Collected data:
---------------

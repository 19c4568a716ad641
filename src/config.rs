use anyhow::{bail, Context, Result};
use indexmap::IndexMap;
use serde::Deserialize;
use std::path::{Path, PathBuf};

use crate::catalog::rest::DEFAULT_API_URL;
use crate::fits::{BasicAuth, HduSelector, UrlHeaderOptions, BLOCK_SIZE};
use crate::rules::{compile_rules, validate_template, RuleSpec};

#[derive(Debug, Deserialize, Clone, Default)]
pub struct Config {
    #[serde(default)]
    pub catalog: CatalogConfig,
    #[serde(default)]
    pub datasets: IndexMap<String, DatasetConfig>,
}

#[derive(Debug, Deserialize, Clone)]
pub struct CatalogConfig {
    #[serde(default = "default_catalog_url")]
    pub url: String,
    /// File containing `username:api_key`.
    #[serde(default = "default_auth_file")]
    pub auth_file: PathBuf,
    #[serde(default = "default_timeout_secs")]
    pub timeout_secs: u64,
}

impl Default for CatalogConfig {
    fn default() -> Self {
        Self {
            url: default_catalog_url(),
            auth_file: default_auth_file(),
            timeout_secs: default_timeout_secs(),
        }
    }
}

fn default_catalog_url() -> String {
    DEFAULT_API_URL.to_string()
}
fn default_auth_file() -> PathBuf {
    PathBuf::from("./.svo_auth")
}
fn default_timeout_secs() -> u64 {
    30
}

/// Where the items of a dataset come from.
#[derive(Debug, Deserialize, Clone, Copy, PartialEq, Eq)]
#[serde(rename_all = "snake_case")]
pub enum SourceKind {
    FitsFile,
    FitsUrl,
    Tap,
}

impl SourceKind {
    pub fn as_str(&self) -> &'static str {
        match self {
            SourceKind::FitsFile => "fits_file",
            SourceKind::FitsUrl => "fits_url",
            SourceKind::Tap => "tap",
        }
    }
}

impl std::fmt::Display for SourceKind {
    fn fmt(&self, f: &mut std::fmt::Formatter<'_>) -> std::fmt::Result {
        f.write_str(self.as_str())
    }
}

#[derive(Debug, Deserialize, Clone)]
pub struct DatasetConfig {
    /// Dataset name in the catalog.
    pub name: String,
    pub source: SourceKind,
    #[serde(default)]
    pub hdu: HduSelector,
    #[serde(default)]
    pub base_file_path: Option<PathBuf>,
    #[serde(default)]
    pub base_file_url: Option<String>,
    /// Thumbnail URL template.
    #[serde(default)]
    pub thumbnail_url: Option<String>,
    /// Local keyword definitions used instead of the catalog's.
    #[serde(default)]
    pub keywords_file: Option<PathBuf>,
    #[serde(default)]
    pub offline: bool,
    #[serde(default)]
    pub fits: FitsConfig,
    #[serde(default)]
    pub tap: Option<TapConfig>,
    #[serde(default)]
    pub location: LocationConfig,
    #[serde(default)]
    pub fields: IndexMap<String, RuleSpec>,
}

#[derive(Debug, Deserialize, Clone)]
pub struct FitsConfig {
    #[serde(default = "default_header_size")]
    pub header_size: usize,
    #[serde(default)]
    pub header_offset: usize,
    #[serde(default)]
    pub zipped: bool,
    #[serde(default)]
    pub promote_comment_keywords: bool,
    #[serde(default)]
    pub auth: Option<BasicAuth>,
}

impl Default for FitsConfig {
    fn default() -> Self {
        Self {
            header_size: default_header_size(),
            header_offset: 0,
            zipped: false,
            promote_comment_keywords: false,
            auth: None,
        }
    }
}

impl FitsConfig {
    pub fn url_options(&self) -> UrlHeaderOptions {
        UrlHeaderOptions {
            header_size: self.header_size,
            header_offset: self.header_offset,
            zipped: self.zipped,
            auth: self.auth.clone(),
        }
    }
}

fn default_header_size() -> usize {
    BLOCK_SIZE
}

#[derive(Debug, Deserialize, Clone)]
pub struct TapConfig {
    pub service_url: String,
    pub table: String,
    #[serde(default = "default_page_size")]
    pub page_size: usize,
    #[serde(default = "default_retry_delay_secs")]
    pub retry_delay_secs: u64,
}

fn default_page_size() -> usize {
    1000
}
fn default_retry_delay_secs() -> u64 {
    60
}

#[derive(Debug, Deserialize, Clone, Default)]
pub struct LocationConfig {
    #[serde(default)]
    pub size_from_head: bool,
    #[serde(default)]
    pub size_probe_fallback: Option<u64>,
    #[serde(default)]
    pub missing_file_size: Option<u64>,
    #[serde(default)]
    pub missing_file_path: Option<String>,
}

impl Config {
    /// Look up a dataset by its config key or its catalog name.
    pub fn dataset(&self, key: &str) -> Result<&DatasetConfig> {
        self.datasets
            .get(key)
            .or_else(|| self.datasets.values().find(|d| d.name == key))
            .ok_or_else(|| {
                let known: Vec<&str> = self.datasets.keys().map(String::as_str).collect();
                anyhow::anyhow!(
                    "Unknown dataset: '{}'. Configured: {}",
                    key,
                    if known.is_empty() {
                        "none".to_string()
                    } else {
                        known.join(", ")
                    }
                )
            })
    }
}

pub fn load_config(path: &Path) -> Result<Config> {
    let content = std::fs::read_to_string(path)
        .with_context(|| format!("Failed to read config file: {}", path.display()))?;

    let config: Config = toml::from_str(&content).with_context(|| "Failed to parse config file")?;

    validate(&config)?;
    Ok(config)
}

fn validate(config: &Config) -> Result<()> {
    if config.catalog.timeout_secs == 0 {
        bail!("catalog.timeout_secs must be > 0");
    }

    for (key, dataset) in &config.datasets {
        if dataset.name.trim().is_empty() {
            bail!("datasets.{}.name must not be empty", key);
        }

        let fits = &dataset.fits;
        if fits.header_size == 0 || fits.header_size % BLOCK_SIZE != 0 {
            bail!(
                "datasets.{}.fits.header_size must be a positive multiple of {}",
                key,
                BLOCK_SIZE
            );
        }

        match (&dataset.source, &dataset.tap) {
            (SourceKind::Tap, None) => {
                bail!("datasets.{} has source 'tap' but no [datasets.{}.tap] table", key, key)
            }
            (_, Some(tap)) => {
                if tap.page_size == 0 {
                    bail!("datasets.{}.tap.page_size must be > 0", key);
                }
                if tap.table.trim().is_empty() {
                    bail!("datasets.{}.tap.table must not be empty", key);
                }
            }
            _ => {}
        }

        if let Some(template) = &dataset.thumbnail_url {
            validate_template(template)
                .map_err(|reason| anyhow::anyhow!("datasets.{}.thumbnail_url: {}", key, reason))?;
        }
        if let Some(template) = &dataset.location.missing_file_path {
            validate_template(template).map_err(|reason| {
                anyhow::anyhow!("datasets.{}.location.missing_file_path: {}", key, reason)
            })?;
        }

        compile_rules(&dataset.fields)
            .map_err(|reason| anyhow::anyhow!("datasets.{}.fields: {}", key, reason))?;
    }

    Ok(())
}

---------------

## Exercise goal
Whenever the word "fields" shows up in a line of the entries, copy that line.

## Written answer
    pub fields: IndexMap<String, RuleSpec>,
        compile_rules(&dataset.fields)
            .map_err(|reason| anyhow::anyhow!("datasets.{}.fields: {}", key, reason))?;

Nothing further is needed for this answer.